Tatuagens mágicas da Tailândia, além do corpo uma relação com a alma | Jornale

Tatuagens mágicas da Tailândia, além do corpo uma relação com a alma

09/12/2017

Cedric Arnold estava em missão na Tailândia quando viu pela primeira vez um trabalhador do estaleiro coberto de ponta a ponta com tatuagens. Este foi o ponto de entrada de Arnold na tradição de tatuagem da Tailância, que remonta a centenas de anos e abrange vários países do Sudeste Asiático.

O projeto de Arnold, "Sacred Ink", consumiu quatro anos e meio de sua vida e levou-o por toda a Tailândia para cobrir essa tradição na íntegra, desde as gigantescas cerimônias para devotos até as raras tatuagens que só são encontradas em certas partes do país.

Incorporando elementos do budismo, do animismo, do brahmanismo e do hinduísmo, acredita-se que a tradição se remonta ao século IX, e há evidências históricas de soldados que usam as tatuagens para proteção na batalha nos séculos 16 e 17.

As tatuagens de Yantra ainda acreditam ter poderes místicos e podem ser usadas na pele ou desenhadas em outras superfícies. Uma vez vista como a marca de gângsteres ou mesmo de assassinos, a tradição tornou-se cada vez mais popular - e cara. Yantra atraiu atenção internacional quando Angelina Jolie obteve duas das tatuagens em uma viagem aBangkok. Agora, os turistas viajam lá especificamente para entrar e a subcultura atraiu muitos interesses da mídia.

"Eu queria fazer algo muito mais pessoal", disse Arnold. "Eu escolhi 25 pessoas que achei realmente interessantes, e reduzi-la para 15 para a série final. Eu queria saber muito sobre eles. "

Ao longo do projeto, ele encontrou uma grande variedade de pessoas para quem o Yantra é um modo de vida, incluindo um boxeador, um monge, um trabalhador da construção civil, um policial e um motorista de táxi. Ele também ficou amável com os mestres da tatuagem, que o deixaram nos bastidores das cerimônias complexas que fazem parte do processo de tatuagem.

Ele viu os homens entrarem em trances durante as cerimônias - pulando e agarrando o ar ao receberem uma tatuagem de um tigre, ou se encolher e rir descontroladamente ao fazer uma tatuagem de um homem sábio hindu. Arnold também aprendeu sobre a tinta envolvida.

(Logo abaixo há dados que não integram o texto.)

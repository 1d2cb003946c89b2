//! Discovery of content files the summary never links to.
//!
//! Markdown files nested in subdirectories below the summary that no summary
//! link references are listed under a trailing `## Hidden Pages` part so
//! they still get built. Links are read relative to the summary's directory.

use std::collections::HashSet;
use std::path::Path;
use std::sync::LazyLock;

use regex::Regex;

use crate::link::{resolve_link, slash_path};

static LINK_TARGET: LazyLock<Regex> =
    LazyLock::new(|| Regex::new(r"\]\(\s*<?([^)\s>]+)>?[^)]*\)").unwrap());

/// Heading of the appended part.
pub const HIDDEN_PAGES_TITLE: &str = "Hidden Pages";

/// Every link target in `text`, resolved against `base_dir` into a
/// book-relative path.
pub fn referenced_paths(text: &str, base_dir: &Path) -> HashSet<String> {
    LINK_TARGET
        .captures_iter(text)
        .filter_map(|caps| resolve_link(base_dir, &caps[1]))
        .collect()
}

/// Files from `scanned` nested below `base_dir` that `text` never links to.
///
/// `text` is the summary and `base_dir` its directory. Only files at least
/// one subdirectory below `base_dir` qualify, and `excluded` paths never do.
/// Entries are relative to `base_dir`, in `scanned` order.
pub fn discover_hidden_pages<P: AsRef<Path>>(
    text: &str,
    base_dir: &Path,
    scanned: &[P],
    excluded: &[&Path],
) -> Vec<String> {
    let referenced = referenced_paths(text, base_dir);
    let excluded: HashSet<String> = excluded.iter().map(|path| slash_path(path)).collect();
    let base = slash_path(base_dir);

    scanned
        .iter()
        .map(|path| slash_path(path.as_ref()))
        .filter(|path| !excluded.contains(path) && !referenced.contains(path))
        .filter_map(|path| {
            let relative = if base.is_empty() {
                path
            } else {
                path.strip_prefix(&base)?.strip_prefix('/')?.to_owned()
            };
            relative.contains('/').then_some(relative)
        })
        .collect()
}

/// Append a hidden pages part listing `pages` to summary text.
///
/// Returns `text` unchanged when there is nothing to append.
pub fn append_hidden_pages(text: &str, pages: &[String]) -> String {
    if pages.is_empty() {
        return text.to_owned();
    }

    let mut out = String::with_capacity(text.len() + pages.len() * 32);
    out.push_str(text);
    out.push_str("\n\n## ");
    out.push_str(HIDDEN_PAGES_TITLE);
    out.push_str("\n\n");
    for page in pages {
        out.push_str(&format!("* [{page}]({page})\n"));
    }
    out
}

"A tinta é tinta chinesa tradicional, mas há cinzas, venenos de cobras, todo tipo de coisas", disse Arnold. "É muito uma mistura vudu, uma espécie de breu das bruxas de certa forma. Existem alguns rumores realmente selvagens sobre certos mestres de tatuagens que têm todo tipo de coisas loucas lá. Uma pessoa líquida descreve como óleo de corpo, colhido de cadáveres ".

O acesso a este mundo envolveu a superação de um obstáculo especial.

"Se você não está tatuado em certos mundos da tatuagem, as pessoas serão muito suspeitas e não deixá-lo entrar. Expliquei que este era um projeto pessoal e queria entender as coisas. Quando eles me perguntaram por que eu não tinha tatuagens, eu disse: "Eu não pertenço a esse sistema de crenças, então acho que seria desrespeitoso obter um".

Havia também obstáculos técnicos. Em um ponto, Arnold decidiu tentar tirar uma foto de um de seus assuntos com a última folha do filme Polaroid 55. Estavam 17 anos fora de data, então, quando Arnold olhou para a impressão, foi danificado com muitos esfregaços e marcas. Ele adorou o que parecia, no entanto, e depois trabalhou incansavelmente para recriar o efeito com produtos químicos.

Arnold também descreveu o projeto como uma jornada intelectual. Ele sempre curtiu sobre a superstição, e investigar essa subcultura ajudou-o a entender muito sobre seu papel na sociedade tailandesa, mesmo que o Yantra mude e se torne mais comercial.

"As tatuagens de Yantra estão indo mais longe, ao longo das linhas da tatuagem ocidental. Mas o aspecto espiritual da prática em uma sociedade moderna, porém supersticiosa, como a Tailândia, sem dúvida, impedirá que ela se torne uma mera declaração de moda, pelo menos por enquanto ", escreveu Arnold.